Devlog · July 18, 2026

Practice Games and the Third Phase

Squirreled myself into a practice game. It paid off. Now I'm in special teams.

Update

Ever since the multi-player realization I’ve been chasing rabbits related to the server-side conversion. Every change I make surfaces two more things I hadn’t thought about. That’s just how big rearchitectures go.

I finally squirreled myself into building a practice game — a full offline mode where I can spin up my team against any other team, any tier, any conditions, and just run plays. On paper it’s a distraction from the server-side work. In practice, it’s what I need to test half those changes anyway, so I figured I’d deep-dive it and get it right.

That worked out well. Now I can validate a resolver change without waiting for a whole season to unfold around it. Test, iterate, test again, in minutes instead of hours.

The humbling part: first thing I did once it was working was throw my team up against a Platinum-tier 99. My guys got destroyed. And you know what? That’s exactly how it should go. A 99 team SHOULD destroy an entry-level roster. If it didn’t, the whole stat and upgrade system would be broken. Watching the sim confirm the design in real time was actually reassuring, even while my team got mulched.

Current Dev

Football has three phases: offense, defense, and special teams. I’ve been elbows-deep in the first two for months. I thought I was through most of the mechanics mess. Turns out the third phase was sitting quietly the whole time, waiting.

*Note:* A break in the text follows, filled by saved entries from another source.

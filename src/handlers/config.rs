use crate::{error::AppError, state::AppState};
use actix_web::{web, HttpResponse};
use serde_json::json;

/// Effective configuration with credentials masked.
pub async fn get_config(state: web::Data<AppState>) -> Result<HttpResponse, AppError> {
    let config = serde_json::to_value(state.config.redacted())
        .map_err(|e| AppError::Internal(format!("Failed to serialize configuration: {}", e)))?;

    Ok(HttpResponse::Ok().json(json!({
        "timestamp": chrono::Utc::now().to_rfc3339(),
        "config": config
    })))
}
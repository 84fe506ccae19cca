//! # Call Sessions
//!
//! Everything that makes up one live call:
//!
//! - **history**: the append-only conversation log
//! - **cancel**: the per-turn cancellation latch
//! - **barge_in**: decides when caller audio interrupts a response
//! - **pipeline**: generator → synthesizer → transport for one turn
//! - **actor**: the session itself, an actix actor that owns all mutable session state
//! - **registry**: creates, routes to, and ends sessions
//!
//! ## Concurrency Model:
//! Each session's state lives inside its actor and is only touched from the actor's
//! mailbox. Recognizer events, caller audio, and turn results are all delivered as
//! messages, so they are handled one at a time and never race each other. A turn
//! runs as a separate tokio task and only reports back through a message.
//!
//! ## Rust Concepts Used:
//! - **Newtype pattern**: `SessionId(String)` is its own type, so a session id can't
//!   be mixed up with any other string
//! - **`#[serde(transparent)]`**: the newtype serializes as the bare string
//! - **`#[cfg(test)] pub mod testing`**: fake collaborators compiled only for tests

pub mod actor;
pub mod barge_in;
pub mod cancel;
pub mod history;
pub mod pipeline;
pub mod registry;

#[cfg(test)]
pub mod testing;

use serde::{Deserialize, Serialize};
use std::fmt;
use uuid::Uuid;

pub use registry::{SessionRegistry, SessionSettings};

/// Opaque, unique identifier of a session.
#[derive(Debug, Clone, PartialEq, Eq, Hash, Serialize, Deserialize)]
#[serde(transparent)]
pub struct SessionId(String);

impl SessionId {
    pub fn new() -> Self {
        Self(Uuid::new_v4().to_string())
    }

    pub fn as_str(&self) -> &str {
        &self.0
    }
}

impl Default for SessionId {
    fn default() -> Self {
        Self::new()
    }
}

impl fmt::Display for SessionId {
    fn fmt(&self, f: &mut fmt::Formatter<'_>) -> fmt::Result {
        f.write_str(&self.0)
    }
}

impl From<String> for SessionId {
    fn from(value: String) -> Self {
        Self(value)
    }
}

impl From<&str> for SessionId {
    fn from(value: &str) -> Self {
        Self(value.to_string())
    }
}

#[cfg(test)]
mod tests {
    use super::*;

    #[test]
    fn test_new_ids_are_unique() {
        let a = SessionId::new();
        let b = SessionId::new();
        assert_ne!(a, b);
        assert!(Uuid::parse_str(a.as_str()).is_ok());
    }

    #[test]
    fn test_serializes_as_plain_string() {
        let id = SessionId::from("abc");
        assert_eq!(serde_json::to_string(&id).unwrap(), "\"abc\"");
        assert_eq!(id.to_string(), "abc");
    }
}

Special teams is a whole new swath of issues. Kickoffs, kick returns, field goals, punts, punt returns — each with its own formation rules, its own coverage lanes, its own tackle math because now you have a returner in space against gunners flying downfield. Different clock behavior on a touchback vs. a fair catch vs. a return. Every one of the five branches has edge cases I hadn’t thought about when I was heads-down on offense and defense.

Punt and punt return alone ate all day.

Probably a week or two to get all this straightened out. Not the sexy work, but the game doesn’t feel like real football until special teams actually behave.